* Exercise aim: Should a line below contain the word "InvalidRequest", report it.

* Records supplied:
- Opening Delimiter -

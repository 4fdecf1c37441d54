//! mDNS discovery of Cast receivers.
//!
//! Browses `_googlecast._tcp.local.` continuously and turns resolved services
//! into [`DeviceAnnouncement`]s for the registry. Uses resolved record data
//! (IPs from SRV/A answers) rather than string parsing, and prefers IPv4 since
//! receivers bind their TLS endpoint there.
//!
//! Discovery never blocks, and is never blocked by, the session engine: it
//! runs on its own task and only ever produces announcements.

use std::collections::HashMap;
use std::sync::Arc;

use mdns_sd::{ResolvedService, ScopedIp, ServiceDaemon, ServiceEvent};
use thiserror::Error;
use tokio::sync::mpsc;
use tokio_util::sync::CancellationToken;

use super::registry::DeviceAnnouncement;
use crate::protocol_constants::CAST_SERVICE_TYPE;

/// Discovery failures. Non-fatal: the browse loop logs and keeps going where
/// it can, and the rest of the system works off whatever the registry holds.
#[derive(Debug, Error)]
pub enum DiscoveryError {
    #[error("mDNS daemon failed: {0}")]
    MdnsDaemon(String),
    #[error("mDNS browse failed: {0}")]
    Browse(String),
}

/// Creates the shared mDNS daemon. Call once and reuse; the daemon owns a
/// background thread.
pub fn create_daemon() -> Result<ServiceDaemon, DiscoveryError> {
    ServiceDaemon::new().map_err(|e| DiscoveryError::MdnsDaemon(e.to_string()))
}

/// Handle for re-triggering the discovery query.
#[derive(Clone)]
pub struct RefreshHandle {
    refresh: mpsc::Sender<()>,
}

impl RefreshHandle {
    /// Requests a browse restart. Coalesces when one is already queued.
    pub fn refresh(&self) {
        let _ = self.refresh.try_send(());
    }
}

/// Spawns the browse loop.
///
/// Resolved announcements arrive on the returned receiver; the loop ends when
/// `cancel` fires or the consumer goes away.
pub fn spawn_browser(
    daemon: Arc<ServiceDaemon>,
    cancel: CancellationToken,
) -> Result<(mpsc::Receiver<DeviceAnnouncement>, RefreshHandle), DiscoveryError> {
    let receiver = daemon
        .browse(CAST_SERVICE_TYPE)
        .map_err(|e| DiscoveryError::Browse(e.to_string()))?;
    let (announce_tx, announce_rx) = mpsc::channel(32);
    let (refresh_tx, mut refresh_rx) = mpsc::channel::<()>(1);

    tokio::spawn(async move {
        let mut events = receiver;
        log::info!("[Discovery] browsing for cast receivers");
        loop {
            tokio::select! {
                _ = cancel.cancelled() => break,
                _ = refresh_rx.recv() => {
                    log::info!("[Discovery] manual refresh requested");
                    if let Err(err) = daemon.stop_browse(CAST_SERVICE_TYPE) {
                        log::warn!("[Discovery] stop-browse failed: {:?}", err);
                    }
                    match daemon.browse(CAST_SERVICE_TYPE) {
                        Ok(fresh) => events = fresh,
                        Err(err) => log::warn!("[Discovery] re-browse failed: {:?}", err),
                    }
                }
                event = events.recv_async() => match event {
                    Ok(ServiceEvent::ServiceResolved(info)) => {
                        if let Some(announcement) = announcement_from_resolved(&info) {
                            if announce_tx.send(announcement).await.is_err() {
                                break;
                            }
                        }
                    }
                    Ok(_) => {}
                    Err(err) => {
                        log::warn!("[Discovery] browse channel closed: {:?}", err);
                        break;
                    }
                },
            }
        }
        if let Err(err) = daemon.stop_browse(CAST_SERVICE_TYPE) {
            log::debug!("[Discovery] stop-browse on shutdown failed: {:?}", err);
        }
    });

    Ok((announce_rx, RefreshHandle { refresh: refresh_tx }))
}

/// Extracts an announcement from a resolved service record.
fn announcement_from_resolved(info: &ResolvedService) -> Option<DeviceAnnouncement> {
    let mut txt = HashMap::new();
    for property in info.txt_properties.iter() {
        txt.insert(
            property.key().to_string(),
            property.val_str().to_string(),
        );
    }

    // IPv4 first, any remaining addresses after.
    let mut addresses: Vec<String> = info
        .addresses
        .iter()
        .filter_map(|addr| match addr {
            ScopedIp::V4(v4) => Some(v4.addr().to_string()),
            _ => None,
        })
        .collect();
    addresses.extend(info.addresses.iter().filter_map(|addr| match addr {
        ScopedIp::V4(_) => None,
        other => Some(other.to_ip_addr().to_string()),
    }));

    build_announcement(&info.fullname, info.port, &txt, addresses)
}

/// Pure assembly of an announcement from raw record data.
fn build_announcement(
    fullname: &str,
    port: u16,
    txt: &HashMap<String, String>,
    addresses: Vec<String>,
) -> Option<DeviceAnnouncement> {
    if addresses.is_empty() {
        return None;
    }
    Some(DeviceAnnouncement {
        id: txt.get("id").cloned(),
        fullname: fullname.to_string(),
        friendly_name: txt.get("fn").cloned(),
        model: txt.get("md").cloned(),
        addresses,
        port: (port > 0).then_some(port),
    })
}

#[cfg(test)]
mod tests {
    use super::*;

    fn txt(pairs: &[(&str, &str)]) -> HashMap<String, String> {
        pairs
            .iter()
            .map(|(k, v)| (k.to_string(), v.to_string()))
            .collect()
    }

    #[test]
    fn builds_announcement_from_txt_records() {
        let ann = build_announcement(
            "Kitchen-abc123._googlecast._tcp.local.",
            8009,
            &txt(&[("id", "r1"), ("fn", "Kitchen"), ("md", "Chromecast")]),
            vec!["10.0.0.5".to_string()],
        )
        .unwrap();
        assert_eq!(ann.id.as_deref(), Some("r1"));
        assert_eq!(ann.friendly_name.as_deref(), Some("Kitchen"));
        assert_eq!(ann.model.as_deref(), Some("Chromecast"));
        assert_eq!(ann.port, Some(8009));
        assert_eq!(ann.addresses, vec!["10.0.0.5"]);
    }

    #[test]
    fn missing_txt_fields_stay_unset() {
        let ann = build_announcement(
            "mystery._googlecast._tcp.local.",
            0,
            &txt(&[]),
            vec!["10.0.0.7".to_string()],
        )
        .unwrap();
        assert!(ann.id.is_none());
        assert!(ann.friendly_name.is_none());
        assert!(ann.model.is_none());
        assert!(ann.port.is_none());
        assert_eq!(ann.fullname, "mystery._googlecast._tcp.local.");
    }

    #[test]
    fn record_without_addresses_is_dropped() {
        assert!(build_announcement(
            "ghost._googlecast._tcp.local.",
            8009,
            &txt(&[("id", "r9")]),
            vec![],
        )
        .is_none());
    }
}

- Closing Delimiter -
- Opening Delimiter -

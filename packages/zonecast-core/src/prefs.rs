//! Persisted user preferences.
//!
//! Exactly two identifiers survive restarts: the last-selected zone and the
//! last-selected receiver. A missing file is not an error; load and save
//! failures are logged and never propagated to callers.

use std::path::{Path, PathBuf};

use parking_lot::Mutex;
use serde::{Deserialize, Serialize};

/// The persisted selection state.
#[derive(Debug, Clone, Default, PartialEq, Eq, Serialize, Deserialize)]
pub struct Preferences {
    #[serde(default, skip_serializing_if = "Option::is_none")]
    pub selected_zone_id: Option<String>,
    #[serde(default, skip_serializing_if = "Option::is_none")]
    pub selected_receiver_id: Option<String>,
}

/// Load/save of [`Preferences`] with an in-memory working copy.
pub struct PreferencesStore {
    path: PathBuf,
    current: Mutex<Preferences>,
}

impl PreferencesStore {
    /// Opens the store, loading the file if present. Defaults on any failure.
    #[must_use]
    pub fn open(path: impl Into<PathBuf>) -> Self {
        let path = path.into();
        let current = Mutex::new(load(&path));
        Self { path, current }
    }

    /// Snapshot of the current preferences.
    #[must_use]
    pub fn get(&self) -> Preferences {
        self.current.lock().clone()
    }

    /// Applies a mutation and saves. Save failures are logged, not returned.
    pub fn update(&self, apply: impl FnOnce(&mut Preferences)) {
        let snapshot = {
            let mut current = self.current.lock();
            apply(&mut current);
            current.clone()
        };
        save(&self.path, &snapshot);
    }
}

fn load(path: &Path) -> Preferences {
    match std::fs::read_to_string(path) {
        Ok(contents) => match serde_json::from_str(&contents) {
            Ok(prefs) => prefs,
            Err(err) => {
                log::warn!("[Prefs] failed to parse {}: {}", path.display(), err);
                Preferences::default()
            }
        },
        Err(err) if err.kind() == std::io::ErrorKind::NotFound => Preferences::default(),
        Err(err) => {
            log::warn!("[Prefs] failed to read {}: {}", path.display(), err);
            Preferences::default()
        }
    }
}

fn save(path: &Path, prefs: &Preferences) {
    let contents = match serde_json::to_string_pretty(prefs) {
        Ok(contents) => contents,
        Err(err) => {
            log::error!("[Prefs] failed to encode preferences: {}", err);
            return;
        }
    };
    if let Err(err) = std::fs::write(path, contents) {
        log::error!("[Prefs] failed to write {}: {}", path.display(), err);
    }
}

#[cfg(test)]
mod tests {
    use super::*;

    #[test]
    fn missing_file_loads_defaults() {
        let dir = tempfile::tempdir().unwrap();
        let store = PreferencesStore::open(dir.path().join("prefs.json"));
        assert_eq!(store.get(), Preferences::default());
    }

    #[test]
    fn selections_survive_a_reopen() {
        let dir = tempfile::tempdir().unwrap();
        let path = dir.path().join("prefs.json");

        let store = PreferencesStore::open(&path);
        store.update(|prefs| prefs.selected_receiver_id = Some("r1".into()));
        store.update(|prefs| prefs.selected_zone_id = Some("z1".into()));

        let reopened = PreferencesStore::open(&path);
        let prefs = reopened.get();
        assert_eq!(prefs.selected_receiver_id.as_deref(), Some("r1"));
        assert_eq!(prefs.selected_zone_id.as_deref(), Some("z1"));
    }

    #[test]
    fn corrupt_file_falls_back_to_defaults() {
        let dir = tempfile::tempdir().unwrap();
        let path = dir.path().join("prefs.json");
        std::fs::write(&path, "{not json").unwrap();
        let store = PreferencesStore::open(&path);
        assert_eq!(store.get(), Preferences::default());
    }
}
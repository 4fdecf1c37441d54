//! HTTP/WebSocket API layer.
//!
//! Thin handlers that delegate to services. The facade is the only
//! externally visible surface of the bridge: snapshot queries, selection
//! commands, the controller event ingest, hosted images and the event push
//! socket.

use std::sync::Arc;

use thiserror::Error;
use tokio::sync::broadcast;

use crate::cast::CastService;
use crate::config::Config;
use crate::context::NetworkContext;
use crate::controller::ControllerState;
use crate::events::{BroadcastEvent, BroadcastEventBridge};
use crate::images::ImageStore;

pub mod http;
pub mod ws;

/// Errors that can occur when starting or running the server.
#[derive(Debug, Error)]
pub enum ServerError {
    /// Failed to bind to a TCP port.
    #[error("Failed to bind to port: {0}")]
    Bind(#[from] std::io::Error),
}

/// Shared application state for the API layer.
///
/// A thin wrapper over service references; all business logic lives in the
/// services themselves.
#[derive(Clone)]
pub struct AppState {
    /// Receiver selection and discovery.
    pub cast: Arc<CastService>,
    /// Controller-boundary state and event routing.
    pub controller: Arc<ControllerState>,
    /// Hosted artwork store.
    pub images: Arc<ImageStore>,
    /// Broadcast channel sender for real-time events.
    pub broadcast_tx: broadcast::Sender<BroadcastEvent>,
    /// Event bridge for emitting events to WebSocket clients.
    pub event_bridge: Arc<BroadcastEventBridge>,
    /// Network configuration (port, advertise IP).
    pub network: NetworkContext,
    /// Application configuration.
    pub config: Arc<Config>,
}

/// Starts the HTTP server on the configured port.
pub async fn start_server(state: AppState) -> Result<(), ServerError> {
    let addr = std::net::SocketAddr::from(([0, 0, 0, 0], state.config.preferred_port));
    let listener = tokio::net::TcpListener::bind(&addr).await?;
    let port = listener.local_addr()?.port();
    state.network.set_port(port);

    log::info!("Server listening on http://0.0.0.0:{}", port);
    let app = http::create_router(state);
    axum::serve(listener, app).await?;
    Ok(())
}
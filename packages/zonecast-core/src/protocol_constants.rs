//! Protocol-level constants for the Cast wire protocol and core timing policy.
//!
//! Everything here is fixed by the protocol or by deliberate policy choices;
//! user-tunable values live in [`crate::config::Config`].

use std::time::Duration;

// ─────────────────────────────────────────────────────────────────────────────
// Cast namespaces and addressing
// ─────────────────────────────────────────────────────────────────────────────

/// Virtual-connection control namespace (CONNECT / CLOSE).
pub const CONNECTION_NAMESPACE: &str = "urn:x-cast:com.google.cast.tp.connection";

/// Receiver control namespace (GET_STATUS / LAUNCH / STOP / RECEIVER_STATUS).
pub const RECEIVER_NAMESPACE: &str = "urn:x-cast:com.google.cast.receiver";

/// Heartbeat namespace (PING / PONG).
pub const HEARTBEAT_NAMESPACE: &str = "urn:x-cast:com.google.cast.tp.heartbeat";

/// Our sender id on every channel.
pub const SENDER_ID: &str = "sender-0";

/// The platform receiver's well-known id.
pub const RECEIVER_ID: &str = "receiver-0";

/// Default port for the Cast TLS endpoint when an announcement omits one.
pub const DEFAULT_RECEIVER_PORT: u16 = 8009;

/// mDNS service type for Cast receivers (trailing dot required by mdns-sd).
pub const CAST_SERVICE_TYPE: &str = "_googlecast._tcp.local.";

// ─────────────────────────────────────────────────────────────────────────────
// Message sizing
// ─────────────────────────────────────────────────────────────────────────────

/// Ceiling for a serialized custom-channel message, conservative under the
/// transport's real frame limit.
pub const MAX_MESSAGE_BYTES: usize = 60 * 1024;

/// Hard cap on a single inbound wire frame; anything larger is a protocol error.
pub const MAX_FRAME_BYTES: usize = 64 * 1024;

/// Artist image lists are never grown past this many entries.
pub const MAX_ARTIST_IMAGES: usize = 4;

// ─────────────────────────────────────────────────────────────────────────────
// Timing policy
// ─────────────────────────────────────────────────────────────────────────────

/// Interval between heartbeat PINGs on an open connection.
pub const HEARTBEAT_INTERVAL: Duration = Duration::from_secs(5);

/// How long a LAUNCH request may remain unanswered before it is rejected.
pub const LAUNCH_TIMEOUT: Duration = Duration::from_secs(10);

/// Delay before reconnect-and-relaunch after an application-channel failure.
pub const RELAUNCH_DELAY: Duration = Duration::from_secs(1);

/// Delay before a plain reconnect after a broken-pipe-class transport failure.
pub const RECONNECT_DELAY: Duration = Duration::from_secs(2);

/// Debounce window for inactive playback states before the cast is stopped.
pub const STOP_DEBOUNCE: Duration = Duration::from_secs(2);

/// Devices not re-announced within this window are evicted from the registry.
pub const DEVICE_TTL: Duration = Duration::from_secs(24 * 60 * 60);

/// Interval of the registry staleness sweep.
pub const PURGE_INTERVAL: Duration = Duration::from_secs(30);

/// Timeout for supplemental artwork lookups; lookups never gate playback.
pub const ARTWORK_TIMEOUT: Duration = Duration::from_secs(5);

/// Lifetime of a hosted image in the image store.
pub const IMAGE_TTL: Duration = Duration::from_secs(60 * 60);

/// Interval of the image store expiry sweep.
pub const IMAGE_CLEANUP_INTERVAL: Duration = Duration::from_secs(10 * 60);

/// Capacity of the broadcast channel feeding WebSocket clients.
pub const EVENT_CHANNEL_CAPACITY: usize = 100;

- Closing Delimiter -
- Opening Delimiter -

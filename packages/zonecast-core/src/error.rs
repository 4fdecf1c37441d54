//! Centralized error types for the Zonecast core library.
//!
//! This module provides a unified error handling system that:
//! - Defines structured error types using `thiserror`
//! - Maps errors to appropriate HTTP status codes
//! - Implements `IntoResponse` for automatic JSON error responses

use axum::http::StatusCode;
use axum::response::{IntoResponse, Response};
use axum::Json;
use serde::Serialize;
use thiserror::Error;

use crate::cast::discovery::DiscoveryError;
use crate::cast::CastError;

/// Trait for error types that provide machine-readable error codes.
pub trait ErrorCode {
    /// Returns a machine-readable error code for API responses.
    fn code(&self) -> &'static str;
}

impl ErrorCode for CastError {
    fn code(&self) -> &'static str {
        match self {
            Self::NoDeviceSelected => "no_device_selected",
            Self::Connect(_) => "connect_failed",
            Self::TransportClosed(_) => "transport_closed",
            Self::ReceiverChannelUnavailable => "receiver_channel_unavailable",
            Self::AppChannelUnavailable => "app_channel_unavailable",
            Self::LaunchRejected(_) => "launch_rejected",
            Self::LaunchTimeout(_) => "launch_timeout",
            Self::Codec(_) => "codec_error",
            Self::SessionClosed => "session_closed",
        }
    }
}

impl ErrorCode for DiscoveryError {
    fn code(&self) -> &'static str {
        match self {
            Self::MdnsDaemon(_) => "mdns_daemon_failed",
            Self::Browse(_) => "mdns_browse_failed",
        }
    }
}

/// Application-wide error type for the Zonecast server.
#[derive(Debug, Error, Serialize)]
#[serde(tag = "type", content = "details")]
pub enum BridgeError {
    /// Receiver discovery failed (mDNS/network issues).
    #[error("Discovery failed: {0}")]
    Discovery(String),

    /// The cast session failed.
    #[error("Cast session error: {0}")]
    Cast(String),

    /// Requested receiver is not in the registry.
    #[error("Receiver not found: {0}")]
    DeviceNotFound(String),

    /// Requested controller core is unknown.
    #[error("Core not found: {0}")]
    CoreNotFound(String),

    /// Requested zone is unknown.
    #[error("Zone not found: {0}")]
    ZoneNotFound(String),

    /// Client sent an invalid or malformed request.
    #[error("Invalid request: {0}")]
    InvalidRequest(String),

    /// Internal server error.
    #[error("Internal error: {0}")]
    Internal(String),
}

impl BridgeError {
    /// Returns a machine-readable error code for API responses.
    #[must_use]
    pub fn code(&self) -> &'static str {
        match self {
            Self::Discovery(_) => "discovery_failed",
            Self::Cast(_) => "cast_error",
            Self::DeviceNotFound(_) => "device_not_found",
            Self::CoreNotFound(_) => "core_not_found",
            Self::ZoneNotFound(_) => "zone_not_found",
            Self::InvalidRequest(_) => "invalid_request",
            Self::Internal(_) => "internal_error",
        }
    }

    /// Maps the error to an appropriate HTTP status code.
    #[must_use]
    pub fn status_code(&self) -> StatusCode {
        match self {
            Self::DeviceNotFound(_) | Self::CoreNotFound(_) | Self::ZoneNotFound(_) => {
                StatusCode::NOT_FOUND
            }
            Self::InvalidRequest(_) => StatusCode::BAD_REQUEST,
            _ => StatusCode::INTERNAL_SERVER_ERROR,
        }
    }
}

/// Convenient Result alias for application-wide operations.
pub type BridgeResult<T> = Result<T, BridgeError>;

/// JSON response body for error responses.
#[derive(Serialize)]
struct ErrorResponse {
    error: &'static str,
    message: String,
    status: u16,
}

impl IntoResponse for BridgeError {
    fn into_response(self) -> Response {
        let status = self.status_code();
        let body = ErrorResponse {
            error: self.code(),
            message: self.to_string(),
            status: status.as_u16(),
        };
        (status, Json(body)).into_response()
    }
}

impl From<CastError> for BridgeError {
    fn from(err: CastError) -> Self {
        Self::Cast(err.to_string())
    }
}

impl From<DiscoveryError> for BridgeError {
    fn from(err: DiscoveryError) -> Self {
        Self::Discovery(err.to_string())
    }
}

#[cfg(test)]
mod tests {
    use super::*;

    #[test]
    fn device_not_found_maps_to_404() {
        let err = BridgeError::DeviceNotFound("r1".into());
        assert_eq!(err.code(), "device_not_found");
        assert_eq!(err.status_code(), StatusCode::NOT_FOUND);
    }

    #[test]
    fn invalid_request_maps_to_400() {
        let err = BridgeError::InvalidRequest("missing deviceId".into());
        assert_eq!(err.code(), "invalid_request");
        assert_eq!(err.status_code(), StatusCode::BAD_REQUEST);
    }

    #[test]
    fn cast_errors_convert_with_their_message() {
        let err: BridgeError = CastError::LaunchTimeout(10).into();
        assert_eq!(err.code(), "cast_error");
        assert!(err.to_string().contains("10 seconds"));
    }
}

- Closing Delimiter -

* Response below:
    InvalidRequest(String),
            Self::InvalidRequest(_) => "invalid_request",
            Self::InvalidRequest(_) => StatusCode::BAD_REQUEST,
        let err = BridgeError::InvalidRequest("missing deviceId".into());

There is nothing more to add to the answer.